A Resolução
do Conselho de Ministros n.º 21/2019, de 29 de Janeiro, hoje (mas
data da publicação na I Série do Diário da República, n.º 20, visto que vem
datada do dia 17 de janeiro),
vem determinar, em termos genéricos, a adoção da
“expressão universalista ‘Direitos Humanos’ por parte do Governo e de todos os
serviços, organismos e entidades sujeitos aos seus poderes de direção,
superintendência ou tutela”.
Em
termos específicos e de acordo com o clausulado, determina: a adoção imediata dessa
expressão universalista em todos os “atos, decisões, normas, orientações,
documentos, edições, publicações, bens culturais ou quaisquer textos e
comunicações, sejam internos ou externos, independentemente do suporte, bem
como todos aqueles que venham a ser objeto de revisão, reedição, reimpressão ou
qualquer outra forma de modificação”; a abrangência, nessa adoção, de “todos os
documentos oficiais emanados pela Administração para os efeitos da alínea a) do
n.º 1 do artigo 3.º da Lei n.º 26/2016, de 22 de agosto, bem como todos os
documentos autênticos, para os efeitos do artigo 370.º do Código Civil”; a
adoção dessa expressão universalista na aprovação de diplomas normativos da
competência do Governo; e o desenvolvimento, por cada área governativa, de “iniciativas
de divulgação da presente resolução, com vista à substituição imediata da
expressão ‘Direitos do Homem’ pela expressão ‘Direitos Humanos’.
São de
reproduzir os diplomas invocados no clausulado da resolução. Assim, o n.º 1, alínea
a) do artigo 3.º da Lei n.º 26/2016, de 22 de agosto – que aprova o regime de acesso à informação administrativa
e ambiental e de reutilização dos documentos administrativos, transpondo a
Diretiva 2003/4/CE, do Parlamento Europeu e do Conselho, de 28 de janeiro, e a
Diretiva 2003/98/CE, do Parlamento Europeu e do Conselho, de 17 de novembro –
considera:
“Documento
administrativo qualquer
conteúdo, ou parte desse conteúdo, que esteja na posse ou seja detido em nome
dos órgãos e entidades referidas no [artigo 4.º], seja o suporte de informação
sob forma escrita, visual, sonora, eletrónica ou outra forma material, neles se
incluindo, designadamente, aqueles relativos a; i) procedimentos de
emissão de atos e regulamentos administrativos; ii) procedimentos de
contratação pública, incluindo os contratos celebrados; iii) gestão
orçamental e financeira dos órgãos e entidades; iv) gestão de recursos
humanos, nomeadamente os dos procedimentos de recrutamento, avaliação,
exercício do poder disciplinar e quaisquer modificações das respetivas relações
jurídicas”.
E o
artigo 370.º do Código Civil, que trata da autenticidade dos documentos, estabelece:
“1. Presume-se que o documento provém da autoridade ou oficial público a
quem é atribuído, quando estiver subscrito pelo autor com assinatura
reconhecida por notário ou com o selo do respectivo serviço.

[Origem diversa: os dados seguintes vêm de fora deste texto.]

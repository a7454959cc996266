//! In-memory league snapshot.
//!
//! These are plain owned values built from one provider response. Nothing here
//! performs I/O, and nothing is kept between requests.

use crate::cli::types::{LeagueId, Season, TeamId, Week};

/// One fetch of a league's teams, rosters and schedule.
#[derive(Debug, Clone, PartialEq)]
pub struct LeagueSnapshot {
    pub league_id: LeagueId,
    pub season: Season,
    /// Scoring period ESPN considers current for the league.
    pub current_week: Week,
    /// Teams in provider order.
    pub teams: Vec<Team>,
    /// Head-to-head matchups in provider schedule order (byes excluded).
    pub schedule: Vec<Matchup>,
}

impl LeagueSnapshot {
    pub fn team(&self, id: TeamId) -> Option<&Team> {
        self.teams.iter().find(|t| t.id == id)
    }

    /// Team name for `id`, or the bare id when the team is no longer listed.
    pub fn team_name(&self, id: TeamId) -> String {
        self.team(id)
            .map(|t| t.name.clone())
            .unwrap_or_else(|| format!("Team {}", id))
    }
}

#[derive(Debug, Clone, PartialEq)]
pub struct Team {
    pub id: TeamId,
    pub name: String,
    pub owner: String,
    pub wins: u32,
    pub losses: u32,
    pub standing: u32,
    pub points_for: f64,
    pub waiver_rank: u32,
    /// Roster in provider order.
    pub roster: Vec<Player>,
}

impl Team {
    /// `W-L`, integer wins, a hyphen, integer losses.
    pub fn record(&self) -> String {
        format!("{}-{}", self.wins, self.losses)
    }
}

#[derive(Debug, Clone, PartialEq)]
pub struct Player {
    pub name: String,
    pub position: String,
    pub pro_team: String,
    /// Actual points from the most recent scored period.
    pub points: f64,
    pub projected_points: f64,
}

#[derive(Debug, Clone, PartialEq)]
pub struct Matchup {
    pub week: Week,
    pub home: MatchupSide,
    pub away: MatchupSide,
}

impl Matchup {
    /// The side `team` played on, if it played in this matchup at all.
    pub fn side_of(&self, team: TeamId) -> Option<&MatchupSide> {
        if self.home.team_id == team {
            Some(&self.home)
        } else if self.away.team_id == team {
            Some(&self.away)
        } else {
            None
        }
    }
}

#[derive(Debug, Clone, PartialEq)]
pub struct MatchupSide {
    pub team_id: TeamId,
    pub score: f64,
    pub projected: f64,
}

“2. A presunção de autenticidade pode ser ilidida mediante prova em
contrário, e pode ser excluída oficiosamente pelo tribunal quando seja
manifesta pelos sinais exteriores do documento a sua falta de autenticidade; em
caso de dúvida, pode ser ouvida a autoridade ou oficial público a quem o documento
é atribuído.
“3. Quando o documento for anterior ao século XVIII, a sua autenticidade
será estabelecida por meio de exame feito na Torre do Tombo, desde que seja
contestada ou posta em dúvida por alguma das partes ou pela entidade a quem o
documento for apresentado.”.
A presente Resolução do Conselho
de Ministros vem, quase seis anos depois, dar seguimento à recomendação
formulada pela Resolução da Assembleia da República n.º 39/2013, de 3 de abril,
que “recomenda a adoção por entidades públicas e
privadas da expressão universalista para referenciar os direitos humanos,
substituindo a expressão «Direitos do Homem» pela expressão «Direitos Humanos»”

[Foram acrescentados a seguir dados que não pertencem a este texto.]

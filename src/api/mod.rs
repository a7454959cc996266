//! HTTP facade.

mod error;
mod handlers;
mod routes;
mod state;

pub use error::ErrorResponse;
pub use handlers::{ChatRequest, ChatResponse, HealthResponse};
pub use routes::create_router;
pub use state::AppState;
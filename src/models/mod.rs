//! Response records for the league views.

pub mod output;

pub use output::{LeagueTeam, MatchupSummary, Projections, TeamOverview, TopPerformer};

ou, mais sinteticamente, formula a “recomendação relativa à adoção por entidades públicas e privadas da expressão
universalista para referenciar os direitos humanos”.

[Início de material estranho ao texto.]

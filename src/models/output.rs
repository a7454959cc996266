//! Output models used for printing and JSON serialization.

use serde::Serialize;

/// `GET /api/team-overview`
#[derive(Debug, Clone, PartialEq, Serialize)]
pub struct TeamOverview {
    pub name: String,
    /// `W-L`
    pub record: String,
    pub standing: u32,
    pub points_for: f64,
    pub waiver_rank: u32,
}

/// One entry of `GET /api/top-performers`.
#[derive(Debug, Clone, PartialEq, Serialize)]
pub struct TopPerformer {
    pub name: String,
    pub position: String,
    /// NFL team abbreviation.
    pub team: String,
    pub last_week: f64,
    pub proj: f64,
}

/// `GET /api/projections`: three parallel arrays, one slot per matchup the
/// configured team plays in.
#[derive(Debug, Clone, Default, PartialEq, Serialize)]
pub struct Projections {
    pub weeks: Vec<String>,
    pub actuals: Vec<f64>,
    pub projected: Vec<f64>,
}

/// One entry of `GET /api/league-info`.
#[derive(Debug, Clone, PartialEq, Serialize)]
pub struct LeagueTeam {
    pub id: u32,
    pub name: String,
    pub owner: String,
    pub record: String,
    pub points_for: f64,
    pub standing: u32,
}

/// One entry of `GET /api/matchups`.
#[derive(Debug, Clone, PartialEq, Serialize)]
pub struct MatchupSummary {
    pub week: u16,
    pub home: String,
    pub home_score: f64,
    pub away: String,
    pub away_score: f64,
}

Assim, a 8 de março de 2013 (Dia
Internacional da Mulher), a
Assembleia da República resolve:
“Recomendar ao Governo e apelar, dirigindo-se a
entidades públicas e privadas, a que doravante, sem prejuízo da utilização da
expressão redutora para reportar a documentos do paradigma da exclusão”, que seja
utilizada a expressão «Direitos Humanos» em vez da expressão «Direitos do
Homem»: “na produção de documentos oficiais, bem como em sede de revisão dos mesmos
já em vigor ou futuros”; “no exercício de funções na titularidade de cargos em
órgãos de soberania, das regiões autónomas e das autarquias locais, bem como no
exercício de funções públicas de qualquer natureza e independentemente da
natureza do vínculo; “na produção de documentos particulares, e nomeadamente em
manuais escolares e académicos, bem como nos textos para publicação e divulgação;
e “na oralidade, sobretudo no âmbito de ações de formação e de ensino”.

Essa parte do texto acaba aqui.